Problem requirements |
Look through the records below and state how many lines carry the string "ParameterRegistry", adding nothing.

(Records from a data collection)
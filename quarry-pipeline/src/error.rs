use thiserror::Error;

/// Errors raised by the pipeline executor itself (as opposed to errors
/// surfaced by an individual stage, which are `layer0::StageError`).
#[derive(Debug, Error)]
#[non_exhaustive]
pub enum PipelineError {
    /// A stage returned `StageOutcome { success: false, .. }`.
    #[error("stage '{stage}' failed: {reason}")]
    StageFailed {
        /// Name of the stage that failed.
        stage: String,
        /// The stage's own error message.
        reason: String,
    },

    /// A stage returned `Err(StageError)`.
    #[error("stage '{stage}' errored: {source}")]
    StageError {
        /// Name of the stage that errored.
        stage: String,
        /// The underlying stage error.
        #[source]
        source: layer0::error::StageError,
    },

    /// A hook halted the pipeline run.
    #[error("halted by hook at stage '{stage}': {reason}")]
    HookHalt {
        /// Name of the stage the hook fired at.
        stage: String,
        /// The hook's stated reason.
        reason: String,
    },

    /// A hook's `ModifyInput`/`ModifyOutput` payload didn't deserialize
    /// back into a `PipelineContext`.
    #[error("hook at stage '{stage}' returned an unusable context: {reason}")]
    MalformedHookPayload {
        /// Name of the stage the hook fired at.
        stage: String,
        /// Why the payload was rejected.
        reason: String,
    },

    /// The pipeline run exceeded its deadline.
    #[error("pipeline run exceeded its deadline of {0:?}")]
    DeadlineExceeded(std::time::Duration),
}
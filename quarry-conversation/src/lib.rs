#![deny(missing_docs)]
//! Conversation session, message, and summarization state for the
//! quarry RAG pipeline.
//!
//! [`ConversationManager`] owns the session lifecycle (spec.md §3's
//! Conversation Session/Message/Summary entities), assembles bounded
//! context windows via [`quarry_context::SlidingWindow`], rewrites
//! ambiguous follow-up questions, and delegates question-answering to
//! [`quarry_search::SearchService`].

mod context;
mod enhance;
mod error;
mod manager;
mod message;
mod session;
mod summary;

pub use context::{ContextEntry, ConversationContext, ANSWER_HEADROOM_RATIO};
pub use enhance::{distinct_user_messages, enhance_question, is_ambiguous};
pub use error::ConversationError;
pub use manager::{now_ms, ConversationManager, DEFAULT_TTL_SECS};
pub use message::{ConversationMessage, MessageRole, MessageType};
pub use session::{ConversationSession, SessionStatus};
pub use summary::{ConversationSummary, SummarizationStrategy};
use async_trait::async_trait;
use layer0::content::Content;
use layer0::error::StageError;
use layer0::stage::{PipelineContext, Stage, StageOutcome};
use quarry_provider::params::ParameterRegistry;
use quarry_provider::registry::DynProvider;
use quarry_provider::types::{GenerateRequest, ProviderMessage, Role};
use quarry_template::{TemplateRegistry, TemplateType};
use std::collections::HashMap;
use std::sync::Arc;

/// Selects the RAG_QUERY template, assembles a context string from the
/// effective retrieved documents, renders the final prompt, and calls
/// generation. Fills in `ctx.answer` and accumulates token usage.
pub struct GenerationStage {
    templates: Arc<TemplateRegistry>,
    generate_provider: Arc<dyn DynProvider>,
    generation_model: String,
    parameters: Arc<ParameterRegistry>,
}

impl GenerationStage {
    /// Build a generation stage from its dependencies. Generation
    /// parameters (max tokens, temperature, top-k/p, repetition penalty)
    /// are resolved per-call from `parameters` rather than fixed here.
    pub fn new(
        templates: Arc<TemplateRegistry>,
        generate_provider: Arc<dyn DynProvider>,
        generation_model: impl Into<String>,
        parameters: Arc<ParameterRegistry>,
    ) -> Self {
        Self {
            templates,
            generate_provider,
            generation_model: generation_model.into(),
            parameters,
        }
    }

    fn assemble_context(ctx: &PipelineContext) -> String {
        ctx.effective_documents()
            .iter()
            .map(|doc| doc.content.as_str())
            .collect::<Vec<_>>()
            .join("\n\n")
    }

    fn assemble_reasoning(ctx: &PipelineContext) -> String {
        match &ctx.reasoning {
            Some(trace) => trace
                .steps
                .iter()
                .map(|step| format!("{}: {}", step.sub_question, step.sub_answer))
                .collect::<Vec<_>>()
                .join("\n"),
            None => String::new(),
        }
    }
}

#[async_trait]
impl Stage for GenerationStage {
    fn name(&self) -> &str {
        "generation"
    }

    async fn execute(&self, mut ctx: PipelineContext) -> Result<StageOutcome, StageError> {
        let template = self
            .templates
            .resolve(None, &ctx.user, TemplateType::RagQuery)
            .map_err(|e| StageError::ContextAssembly(e.to_string()))?;

        let mut variables = HashMap::new();
        variables.insert(
            "question".to_string(),
            serde_json::Value::String(ctx.effective_query().to_string()),
        );
        variables.insert(
            "context".to_string(),
            serde_json::Value::String(Self::assemble_context(&ctx)),
        );
        if template.input_variables.contains_key("reasoning") {
            variables.insert(
                "reasoning".to_string(),
                serde_json::Value::String(Self::assemble_reasoning(&ctx)),
            );
        }

        let rendered = template
            .render(&variables)
            .map_err(|e| StageError::ContextAssembly(e.to_string()))?;

        let parameter_id = ctx.config.as_ref().and_then(|c| c.parameter_id.as_ref());
        let params = self
            .parameters
            .resolve(parameter_id, &ctx.user)
            .map_err(|e| StageError::Provider(e.to_string()))?;

        let request = GenerateRequest::from_llm_parameters(
            self.generation_model.clone(),
            vec![ProviderMessage::text(Role::User, rendered.prompt)],
            &params,
        );
        let response = self
            .generate_provider
            .generate(request)
            .await
            .map_err(|e| StageError::Provider(e.to_string()))?;

        ctx.metadata.tokens_in += response.usage.input_tokens;
        ctx.metadata.tokens_out += response.usage.output_tokens;
        ctx.metadata.cost += response.cost;
        ctx.answer = Some(Content::text(response.text()));
        ctx.metadata.stages_completed += 1;

        Ok(StageOutcome::ok(ctx))
    }
}

#[cfg(test)]
mod tests {
    use super::*;
    use layer0::id::{CollectionId, ParameterSetId, TemplateId, UserId};
    use layer0::stage::RetrievedDocument;
    use quarry_provider::params::LlmParameters;
    use quarry_provider::provider::{Provider, ProviderError};
    use quarry_provider::types::{ContentPart, EmbedRequest, EmbedResponse, GenerateResponse, StopReason, TokenUsage};
    use quarry_template::PromptTemplate;
    use rust_decimal::Decimal;

    struct StubProvider;

    impl Provider for StubProvider {
        fn name(&self) -> &str {
            "stub"
        }

        async fn generate(&self, _request: GenerateRequest) -> Result<GenerateResponse, ProviderError> {
            Ok(GenerateResponse {
                content: vec![ContentPart::text("Rust has no garbage collector.")],
                stop_reason: StopReason::EndTurn,
                usage: TokenUsage {
                    input_tokens: 10,
                    output_tokens: 5,
                },
                model: "stub".into(),
                cost: Decimal::ZERO,
            })
        }

        async fn embed(&self, request: EmbedRequest) -> Result<EmbedResponse, ProviderError> {
            Ok(EmbedResponse {
                embeddings: request.input.iter().map(|_| vec![0.0]).collect(),
                model: "stub-embed".into(),
                usage: TokenUsage::default(),
                cost: Decimal::ZERO,
            })
        }
    }

    fn registry_with_default_template() -> Arc<TemplateRegistry> {
        let registry = TemplateRegistry::new();
        let mut template = PromptTemplate::new(
            TemplateId::new("rag-default"),
            UserId::new("system"),
            "default-rag",
            TemplateType::RagQuery,
            "Context:\n{context}\n\nQuestion: {question}",
            HashMap::from([
                ("context".to_string(), String::new()),
                ("question".to_string(), String::new()),
            ]),
        )
        .unwrap();
        template.is_default = true;
        registry.put(template);
        Arc::new(registry)
    }

    fn registry_with_default_parameters() -> Arc<ParameterRegistry> {
        let registry = ParameterRegistry::new();
        let mut params = LlmParameters::new(
            ParameterSetId::new("default-params"),
            UserId::new("system"),
            "default",
            256,
            0.7,
            40,
            0.9,
            None,
        )
        .unwrap();
        params.is_default = true;
        registry.put(params);
        Arc::new(registry)
    }

    #[tokio::test]
    async fn generation_stage_sets_answer_and_token_usage() {
        let stage = GenerationStage::new(
            registry_with_default_template(),
            Arc::new(StubProvider),
            "stub",
            registry_with_default_parameters(),
        );
        let mut ctx = PipelineContext::new(UserId::new("u"), CollectionId::new("docs"), "does rust have a gc?");
        ctx.retrieved = vec![RetrievedDocument::new("doc-1", "Rust has no garbage collector.", 0.9)];

        let outcome = stage.execute(ctx).await.unwrap();
        assert!(outcome.success);
        let answer = outcome.context.answer.expect("answer set");
        assert_eq!(answer.as_text(), Some("Rust has no garbage collector."));
        assert_eq!(outcome.context.metadata.tokens_in, 10);
        assert_eq!(outcome.context.metadata.tokens_out, 5);
    }

    #[tokio::test]
    async fn generation_stage_errors_when_no_default_template() {
        let stage = GenerationStage::new(
            Arc::new(TemplateRegistry::new()),
            Arc::new(StubProvider),
            "stub",
            registry_with_default_parameters(),
        );
        let ctx = PipelineContext::new(UserId::new("u"), CollectionId::new("docs"), "q");
        let err = stage.execute(ctx).await.unwrap_err();
        assert!(matches!(err, StageError::ContextAssembly(_)));
    }

    #[tokio::test]
    async fn generation_stage_errors_when_no_default_parameters() {
        let stage = GenerationStage::new(
            registry_with_default_template(),
            Arc::new(StubProvider),
            "stub",
            Arc::new(ParameterRegistry::new()),
        );
        let mut ctx = PipelineContext::new(UserId::new("u"), CollectionId::new("docs"), "does rust have a gc?");
        ctx.retrieved = vec![RetrievedDocument::new("doc-1", "Rust has no garbage collector.", 0.9)];
        let err = stage.execute(ctx).await.unwrap_err();
        assert!(matches!(err, StageError::Provider(_)));
    }
}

Result of the exercise |
6